The following summary of the case is relevant to our analysis. The petitioner was scheduled to testify on the State's behalf during a criminal case in the district division of the circuit court. Although the precise timing is unclear from the record before us, in the months leading up to trial, the trial court conducted an in camera review of a file relating to an internal police department investigation into the petitioner's conduct.1 The court determined that the file contained exculpatory evidence; accordingly, it ordered that portions of the file be disclosed to the defendant. See RSA 105:13-b (2013); State v. Laurie, 139 N.H. 325, 327, 333 (1995).

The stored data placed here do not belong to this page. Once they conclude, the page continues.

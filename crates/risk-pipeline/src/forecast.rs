//! Forecast series
//!
//! One outlook per future day, produced by re-running the full
//! estimate → predict → calibrate chain with that day's month and day
//! substituted into the seasonal rules. Days are independent of each
//! other; the series length always equals the requested horizon.

use crate::{RiskEstimate, RiskLevel, HIGH_RISK_THRESHOLD};
use chrono::NaiveDate;
use serde::{Deserialize, Serialize};

/// Default forecast horizon in days.
pub const DEFAULT_HORIZON_DAYS: u32 = 7;

/// Calibrated estimates for one forecast day.
#[derive(Debug, Clone, Serialize, Deserialize)]
pub struct DailyOutlook {
    pub date: NaiveDate,
    pub estimates: Vec<RiskEstimate>,
    /// Highest calibrated probability across the four hazards.
    pub max_calibrated: f64,
    pub risk_level: RiskLevel,
}

impl DailyOutlook {
    pub fn new(date: NaiveDate, estimates: Vec<RiskEstimate>) -> Self {
        let max_calibrated = estimates
            .iter()
            .map(|e| e.calibrated_probability)
            .fold(0.0, f64::max);
        Self {
            date,
            estimates,
            max_calibrated,
            risk_level: RiskLevel::from_probability(max_calibrated),
        }
    }

    /// True when any hazard's calibrated probability exceeds the
    /// high-risk threshold.
    pub fn is_high_risk(&self) -> bool {
        self.max_calibrated > HIGH_RISK_THRESHOLD
    }
}

/// Ordered forecast outlooks, one per day of the horizon.
#[derive(Debug, Clone, Serialize, Deserialize)]
pub struct ForecastSeries {
    pub horizon_days: u32,
    pub days: Vec<DailyOutlook>,
}

impl ForecastSeries {
    pub fn len(&self) -> usize {
        self.days.len()
    }

    pub fn is_empty(&self) -> bool {
        self.days.is_empty()
    }

    pub fn high_risk_days(&self) -> impl Iterator<Item = &DailyOutlook> {
        self.days.iter().filter(|d| d.is_high_risk())
    }
}

#[cfg(test)]
mod tests {
    use super::*;
    use hazard_models::Hazard;

    fn estimate(hazard: Hazard, calibrated: f64) -> RiskEstimate {
        RiskEstimate {
            hazard,
            raw_probability: calibrated,
            calibrated_probability: calibrated,
        }
    }

    #[test]
    fn test_outlook_max_and_level() {
        let outlook = DailyOutlook::new(
            NaiveDate::from_ymd_opt(2025, 7, 1).unwrap(),
            vec![
                estimate(Hazard::Flood, 0.2),
                estimate(Hazard::Cyclone, 0.7),
                estimate(Hazard::Fire, 0.1),
            ],
        );

        assert_eq!(outlook.max_calibrated, 0.7);
        assert_eq!(outlook.risk_level, RiskLevel::High);
        assert!(outlook.is_high_risk());
    }

    #[test]
    fn test_threshold_is_strict() {
        let outlook = DailyOutlook::new(
            NaiveDate::from_ymd_opt(2025, 7, 1).unwrap(),
            vec![estimate(Hazard::Flood, HIGH_RISK_THRESHOLD)],
        );
        assert!(!outlook.is_high_risk(), "exactly at threshold is not high");
    }

    #[test]
    fn test_high_risk_days_filter() {
        let series = ForecastSeries {
            horizon_days: 3,
            days: vec![
                DailyOutlook::new(
                    NaiveDate::from_ymd_opt(2025, 7, 1).unwrap(),
                    vec![estimate(Hazard::Flood, 0.2)],
                ),
                DailyOutlook::new(
                    NaiveDate::from_ymd_opt(2025, 7, 2).unwrap(),
                    vec![estimate(Hazard::Earthquake, 0.8)],
                ),
                DailyOutlook::new(
                    NaiveDate::from_ymd_opt(2025, 7, 3).unwrap(),
                    vec![estimate(Hazard::Fire, 0.5)],
                ),
            ],
        };

        let high: Vec<_> = series.high_risk_days().collect();
        assert_eq!(high.len(), 1);
        assert_eq!(high[0].date, NaiveDate::from_ymd_opt(2025, 7, 2).unwrap());
    }
}
//! Model registry
//!
//! One classifier per hazard, loaded from `<dir>/<hazard>_model.json` once
//! at process start. The registry is immutable after construction and is
//! passed by reference into each request's pipeline invocation; it is
//! never re-loaded or mutated per request.

use crate::{ForestClassifier, Hazard, HazardClassifier, ModelArtifact, ModelError, Result};
use std::collections::HashMap;
use std::fs::File;
use std::io::BufReader;
use std::path::{Path, PathBuf};
use tracing::info;

pub struct ModelRegistry {
    models: HashMap<Hazard, Box<dyn HazardClassifier>>,
}

impl std::fmt::Debug for ModelRegistry {
    fn fmt(&self, f: &mut std::fmt::Formatter<'_>) -> std::fmt::Result {
        f.debug_struct("ModelRegistry")
            .field("models", &self.models.keys().collect::<Vec<_>>())
            .finish()
    }
}

impl ModelRegistry {
    /// Artifact file name for a hazard.
    pub fn artifact_file(hazard: Hazard) -> String {
        format!("{hazard}_model.json")
    }

    /// Load all four hazard models from a directory.
    pub fn load(dir: impl AsRef<Path>) -> Result<Self> {
        let dir = dir.as_ref();
        info!("Loading model artifacts from {:?}", dir);

        let mut models: HashMap<Hazard, Box<dyn HazardClassifier>> = HashMap::new();
        for hazard in Hazard::ALL {
            let path = dir.join(Self::artifact_file(hazard));
            let forest = load_artifact(hazard, &path)?;
            info!(
                "Loaded {} model: {} features, {} trees",
                hazard,
                forest.feature_names().len(),
                forest.n_trees()
            );
            models.insert(hazard, Box::new(forest));
        }

        Ok(Self { models })
    }

    /// Build a registry from pre-constructed classifiers.
    pub fn from_classifiers(
        classifiers: impl IntoIterator<Item = (Hazard, Box<dyn HazardClassifier>)>,
    ) -> Self {
        Self {
            models: classifiers.into_iter().collect(),
        }
    }

    pub fn get(&self, hazard: Hazard) -> Result<&dyn HazardClassifier> {
        self.models
            .get(&hazard)
            .map(|m| m.as_ref())
            .ok_or(ModelError::NotRegistered(hazard))
    }

    pub fn len(&self) -> usize {
        self.models.len()
    }

    pub fn is_empty(&self) -> bool {
        self.models.is_empty()
    }

    pub fn hazards(&self) -> impl Iterator<Item = Hazard> + '_ {
        self.models.keys().copied()
    }
}

fn load_artifact(hazard: Hazard, path: &Path) -> Result<ForestClassifier> {
    let file = File::open(path).map_err(|source| ModelError::MissingArtifact {
        hazard,
        path: PathBuf::from(path),
        source,
    })?;
    let reader = BufReader::new(file);
    let artifact: ModelArtifact =
        serde_json::from_reader(reader).map_err(|source| ModelError::MalformedArtifact {
            hazard,
            path: PathBuf::from(path),
            source,
        })?;

    if artifact.hazard != hazard {
        return Err(ModelError::InvalidModel {
            hazard,
            reason: format!("artifact at {path:?} is for {}", artifact.hazard),
        });
    }

    ForestClassifier::from_artifact(artifact)
}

Approximately two weeks before trial, the petitioner filed a motion in limine addressing the investigation file. The petitioner argued that he had been improperly placed on the Attorney General's "Exculpatory Evidence Schedule" (EES).2 The petitioner asked the court: (1) to find that the file "is not exculpatory, and does not contain Laurie, Brady, or Giglio matter"; (2) to "[i]ssue an order prohibiting the disclosure of this information in any future litigation"; and (3) to "[g]rant such other and further relief as is deemed just and necessary." The court denied the motion, ruling that the officer's placement on the EES was justified. The court noted that it had previously reviewed the investigation file, and had previously determined that that file contained exculpatory evidence. The petitioner filed a motion to reconsider, which the court denied. The petitioner then filed this petition for original jurisdiction pursuant to Supreme Court Rule 11.
The petitioner argues that, because the trial court failed to consider the underlying facts in the investigation file, the trial court erred in ruling that his name should remain on the EES. The petitioner asserts that his name should be removed from the EES because the investigation file does not contain sufficient evidence to support a finding that the file is exculpatory.
The State argues that we should deny the petition because the circuit court did not have subject matter jurisdiction to grant the equitable relief sought by the petitioner. Alternatively, the State argues that, if we conclude that the circuit court had jurisdiction, we should affirm on the merits because the investigation file contains exculpatory evidence justifying the petitioner's placement on the EES.
Although the petitioner did not file a reply brief responding to the State's jurisdictional argument, the issue of jurisdiction was discussed at length during oral argument. We agree with the State that, to the extent that the petitioner requested equitable relief - such as an order that he be removed from the EES maintained by the Attorney General, and prohibiting disclosure of the investigation file in...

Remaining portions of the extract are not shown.